Sua tia, Lenilda Martins Cardoso, de 39 anos, nutricionista e coordenadora do restaurante da Vale, está desaparecida. “A gente fica muito revoltado porque é algo que poderia ser evitado. A gente perdeu muita gente. Eu moro aqui há 30 anos. Eu conheço muita gente e todo mundo conhece todo mundo. Então, de alguma forma, direta ou indireta, todas as famílias de Brumadinho foram afetadas.”

Riscos futuros

Além de sintomas imediatos, a lama tóxica pode trazer problemas futuros à saúde para quem teve contato com o barro e para as comunidades no entorno.

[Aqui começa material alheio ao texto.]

/// Confirm duplicates by digesting complete primaries (Phase 3).
///
/// Primaries no longer than the prehash prefix are not read again: their
/// prehash already covers every byte.
///
/// # Returns
///
/// Confirmed groups ordered by key, plus statistics.
#[must_use]
pub fn phase3_fullhash(
    prehash_groups: PrehashBuckets,
    hasher: Arc<Hasher>,
    config: &HashPhaseConfig,
) -> (Vec<DuplicateGroup>, FullhashStats) {
    let all_sets: Vec<SidecarSet> = prehash_groups.into_values().flatten().collect();
    let mut stats = FullhashStats {
        input_files: all_sets.len(),
        ..Default::default()
    };

    if all_sets.is_empty() {
        log::debug!("Phase 3: No files to process");
        return (Vec::new(), stats);
    }

    if let Some(ref callback) = config.progress_callback {
        callback.on_phase_start("fullhash", all_sets.len());
    }
    log::info!("Phase 3: Computing full hashes for {} files", all_sets.len());

    let prehash_bytes = hasher.prehash_bytes();
    let results: Vec<(SidecarSet, HashOutcome)> = run_in_pool(config.io_threads, || {
        all_sets
            .into_par_iter()
            .enumerate()
            .map(|(idx, set)| {
                if config.is_shutdown_requested() {
                    return (set, HashOutcome::Skipped);
                }
                if let Some(ref callback) = config.progress_callback {
                    callback.on_progress(idx + 1, set.primary.path.to_string_lossy().as_ref());
                }

                let primary = &set.primary;
                if primary.size <= prehash_bytes {
                    if let Some(prehash) = primary.prehash {
                        return (set, HashOutcome::Reused(prehash));
                    }
                }

                let key = fullhash_unit(&primary.path, primary.size, primary.modified_secs());
                if let Some(digest) = config.resume(&key) {
                    log::trace!("Full hash resumed: {}", primary.path.display());
                    return (set, HashOutcome::Resumed(digest));
                }

                let outcome = match hasher.full_hash(&primary.path) {
                    Ok(digest) => {
                        log::trace!("Full hash computed: {}", primary.path.display());
                        config.record(key, &digest);
                        if let Some(ref callback) = config.progress_callback {
                            callback.on_item_completed(primary.size);
                        }
                        HashOutcome::Computed(digest)
                    }
                    Err(HashError::Interrupted(_)) => HashOutcome::Skipped,
                    Err(e) => {
                        log::warn!("Failed to hash {}: {}", primary.path.display(), e);
                        HashOutcome::Failed(e)
                    }
                };
                (set, outcome)
            })
            .collect()
    });

    if let Some(ref callback) = config.progress_callback {
        callback.on_phase_end("fullhash");
    }
    if config.is_shutdown_requested() {
        stats.interrupted = true;
        log::info!("Phase 3: Interrupted by shutdown signal");
    }

    let mut by_key: BTreeMap<GroupKey, Vec<SidecarSet>> = BTreeMap::new();
    for (mut set, outcome) in results {
        let full_hash = match outcome {
            HashOutcome::Computed(d) => {
                stats.hashed_files += 1;
                d
            }
            HashOutcome::Reused(d) => {
                stats.reused_prehashes += 1;
                d
            }
            HashOutcome::Resumed(d) => {
                stats.resumed_files += 1;
                d
            }
            HashOutcome::Failed(e) => {
                stats.failed_files += 1;
                stats.errors.push(e);
                continue;
            }
            HashOutcome::Skipped => {
                stats.interrupted = true;
                continue;
            }
        };
        let Some(prehash) = set.primary.prehash else {
            continue;
        };
        set.primary.full_hash = Some(full_hash);
        set.primary.stage = Stage::FullHashed;
        let key = GroupKey {
            size: set.size(),
            prehash,
            full_hash,
        };
        by_key.entry(key).or_default().push(set);
    }

    let groups: Vec<DuplicateGroup> = by_key
        .into_iter()
        .filter_map(|(key, mut sets)| {
            if sets.len() < 2 {
                for set in &mut sets {
                    set.primary.stage = Stage::Unique;
                }
                return None;
            }
            log::debug!("Duplicate group {}: {} members", key, sets.len());
            Some(DuplicateGroup::new(key, sets))
        })
        .collect();

    stats.calculate_wasted_space(&groups);

    log::info!(
        "Phase 3 complete: {} duplicate groups, {} duplicate files, {} reclaimable",
        stats.duplicate_groups,
        stats.duplicate_files,
        ByteSize(stats.wasted_space)
    );

    (groups, stats)
}

/// Configuration for the complete detection pipeline.
#[derive(Clone)]
pub struct FinderConfig {
    /// Number of I/O threads for parallel hashing.
    pub io_threads: usize,
    /// Prefix length for the partial digest.
    pub prehash_bytes: u64,
    /// Fail on the first unreadable file instead of reporting it.
    pub strict: bool,
    /// Directory traversal settings.
    pub walker_config: WalkerConfig,
    /// Optional checkpoint for resumable runs.
    pub checkpoint: Option<Arc<Checkpoint>>,
    /// Optional shutdown flag for graceful termination.
    pub shutdown_flag: Option<Arc<AtomicBool>>,
    /// Optional progress callback.
    pub progress_callback: Option<Arc<dyn ProgressCallback>>,
}

impl std::fmt::Debug for FinderConfig {
    fn fmt(&self, f: &mut std::fmt::Formatter<'_>) -> std::fmt::Result {
        f.debug_struct("FinderConfig")
            .field("io_threads", &self.io_threads)
            .field("prehash_bytes", &self.prehash_bytes)
            .field("strict", &self.strict)
            .field("walker_config", &self.walker_config)
            .field("checkpoint", &self.checkpoint.as_ref().map(|c| c.path()))
            .field("shutdown_flag", &self.shutdown_flag)
            .field(
                "progress_callback",
                &self.progress_callback.as_ref().map(|_| "<callback>"),
            )
            .finish()
    }
}

impl Default for FinderConfig {
    fn default() -> Self {
        Self {
            io_threads: 4,
            prehash_bytes: DEFAULT_PREHASH_BYTES,
            strict: false,
            walker_config: WalkerConfig::default(),
            checkpoint: None,
            shutdown_flag: None,
            progress_callback: None,
        }
    }
}

impl FinderConfig {
    /// Set the I/O thread count.
    #[must_use]
    pub fn with_io_threads(mut self, threads: usize) -> Self {
        self.io_threads = threads.max(1);
        self
    }

    /// Set the prehash prefix length.
    #[must_use]
    pub fn with_prehash_bytes(mut self, bytes: u64) -> Self {
        self.prehash_bytes = bytes;
        self
    }

    /// Enable or disable strict mode.
    #[must_use]
    pub fn with_strict(mut self, strict: bool) -> Self {
        self.strict = strict;
        self
    }

    /// Set the walker configuration.
    #[must_use]
    pub fn with_walker_config(mut self, config: WalkerConfig) -> Self {
        self.walker_config = config;
        self
    }

    /// Attach a checkpoint.
    #[must_use]
    pub fn with_checkpoint(mut self, checkpoint: Arc<Checkpoint>) -> Self {
        self.checkpoint = Some(checkpoint);
        self
    }

    /// Set the shutdown flag for graceful termination.
    #[must_use]
    pub fn with_shutdown_flag(mut self, flag: Arc<AtomicBool>) -> Self {
        self.shutdown_flag = Some(flag);
        self
    }

    /// Set the progress callback.
    #[must_use]
    pub fn with_progress_callback(mut self, callback: Arc<dyn ProgressCallback>) -> Self {
        self.progress_callback = Some(callback);
        self
    }

    fn is_shutdown_requested(&self) -> bool {
        self.shutdown_flag
            .as_ref()
            .is_some_and(|f| f.load(Ordering::SeqCst))
    }

    fn phase_config(&self) -> HashPhaseConfig {
        HashPhaseConfig {
            io_threads: self.io_threads,
            checkpoint: self.checkpoint.clone(),
            shutdown_flag: self.shutdown_flag.clone(),
            progress_callback: self.progress_callback.clone(),
        }
    }
}

/// Summary statistics from a duplicate scan.
#[derive(Debug, Clone, Default)]
pub struct ScanSummary {
    /// Number of primaries (photos and videos) found
    pub total_files: usize,
    /// Number of sidecars attached to a primary
    pub sidecar_files: usize,
    /// Number of sidecars without a primary
    pub orphan_sidecars: usize,
    /// Total size of all primaries in bytes
    pub total_size: u64,
    /// Zero-byte primaries; identical empty files form a group like any other
    pub empty_files: usize,
    /// Number of sets eliminated by size grouping
    pub eliminated_by_size: usize,
    /// Number of sets eliminated by prehash
    pub eliminated_by_prehash: usize,
    /// Digests taken from the checkpoint instead of being recomputed
    pub resumed_units: usize,
    /// Number of confirmed duplicate groups
    pub duplicate_groups: usize,
    /// Total number of duplicate files (excluding keepers)
    pub duplicate_files: usize,
    /// Total space that can be reclaimed by removing duplicates
    pub reclaimable_space: u64,
    /// Duration of the entire scan
    pub scan_duration: Duration,
    /// Errors encountered during the scan
    pub scan_errors: Vec<ScanError>,
}

impl ScanSummary {
    /// Calculate the percentage of space that is wasted by duplicates.
    #[must_use]
    pub fn wasted_percentage(&self) -> f64 {
        if self.total_size == 0 {
            0.0
        } else {
            (self.reclaimable_space as f64 / self.total_size as f64) * 100.0
        }
    }

    /// Format reclaimable space as human-readable string.
    #[must_use]
    pub fn reclaimable_display(&self) -> String {
        ByteSize(self.reclaimable_space).to_string()
    }

    /// Format total size as human-readable string.
    #[must_use]
    pub fn total_size_display(&self) -> String {
        ByteSize(self.total_size).to_string()
    }
}

/// Everything a scan produces.
#[derive(Debug, Default)]
pub struct ScanOutcome {
    /// Confirmed duplicate groups
    pub groups: Vec<DuplicateGroup>,
    /// Video sets not in any group, input to the near-duplicate matcher
    pub unclustered_videos: Vec<SidecarSet>,
    /// Sidecars without a primary
    pub orphans: Vec<MediaFile>,
    /// Counters and errors
    pub summary: ScanSummary,
}

/// Errors that can occur during duplicate finding.
#[derive(thiserror::Error, Debug)]
pub enum FinderError {
    /// The scan was interrupted by user (Ctrl+C or shutdown signal).
    #[error("Scan interrupted by user")]
    Interrupted,

    /// The provided path does not exist.
    #[error("Path not found: {0}")]
    PathNotFound(PathBuf),

    /// The provided path is not a directory.
    #[error("Not a directory: {0}")]
    NotADirectory(PathBuf),

    /// A file could not be read and strict mode is on.
    #[error(transparent)]
    ScanError(#[from] ScanError),

    /// Progress could not be recorded.
    #[error(transparent)]
    Checkpoint(#[from] CheckpointError),
}

/// Duplicate finder that orchestrates the multi-phase detection pipeline.
///
/// The `DuplicateFinder` runs the complete duplicate detection pipeline:
/// 1. **Walk** - Collect recognized media from the target directory
/// 2. **Associate** - Attach sidecars to their primaries
/// 3. **Phase 1** - Group sets by primary size
/// 4. **Phase 2** - Compare prehashes of same-size primaries
/// 5. **Phase 3** - Compute full hashes to confirm duplicates
///
/// # Example
///
/// ```no_run
/// use mediadupe::duplicates::{DuplicateFinder, FinderConfig};
/// use std::path::Path;
///
/// let finder = DuplicateFinder::new(FinderConfig::default().with_io_threads(4));
/// let outcome = finder.find_duplicates(Path::new("/photos")).unwrap();
///
/// println!("Found {} duplicate groups", outcome.summary.duplicate_groups);
/// println!("Reclaimable space: {}", outcome.summary.reclaimable_display());
/// ```
pub struct DuplicateFinder {
    config: FinderConfig,
    hasher: Arc<Hasher>,
}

Rejeitos de mineração contêm óxido de ferro, amônia, sílica, silte e argila. Já barragens antigas podem ter elementos tóxicos, como arsênio.

A água é outro elemento de temor entre os moradores e os trabalhadores da saúde. “Uma das coisas que nos preocupa e que a população está muito ansiosa é em relação ao consumo de água. Ao mesmo tempo que orientamos inicialmente que se ingerisse água mineral, e até chegou água mineral lá, a gente teve informação da Copasa [no dia 28/01] que esteve lá, mas não levou nada por escrito, oficial, que naquela região eles [moradores] poderiam consumir, e a água lá é, principalmente, de poço artesiano, e eles disseram que estava sem contaminação”, relata Daiana Elias Rodrigues, médica de Família e Comunidade que integra a Rede Nacional de Médicas e Médicos Populares (RNMMP).

Sem um documento oficial, a enfermeira da UBS se recusou a repassar a orientação da Companhia Mineira de Água e Esgoto (Copasa/MG) à comunidade, lembra a médica. “Inclusive ligaram para a enfermeira da unidade [básica de saúde] dizendo que a gente poderia informar a população. Mas a enfermeira disse: não vou repassar isso [orientação da Copasa/MG] na assembleia, se vocês não enviarem um comunicado por escrito”.

Daiana, que também foi voluntária em Mariana, em novembro de 2015, classifica as consequências à saúde dos atingidos em problemas de curto, médio e longo prazo. “A curto [prazo] preocupa muito o contato com a lama, isso pode gerar dermatites. Outra preocupação é em relação à questão respiratória, porque tem poeira, um ambiente carregado [poluição]. Mas esse a gente vai ficar atento. O principal problema é psíquico mesmo.”

Após a tragédia de Mariana (MG), diversos institutos e movimentos passaram a acompanhar a saúde da população da Bacia do rio Doce.

Dois anos depois do rompimento da barragem, exames de sangue e urina realizados por 11 pessoas do município de Barra Longa indicaram alto nível de níquel — substância que é capaz de causar doenças de pele, queda de cabelo e outras ainda desconhecidas. Três delas apresentaram também arsênio no corpo além do limite aceitável.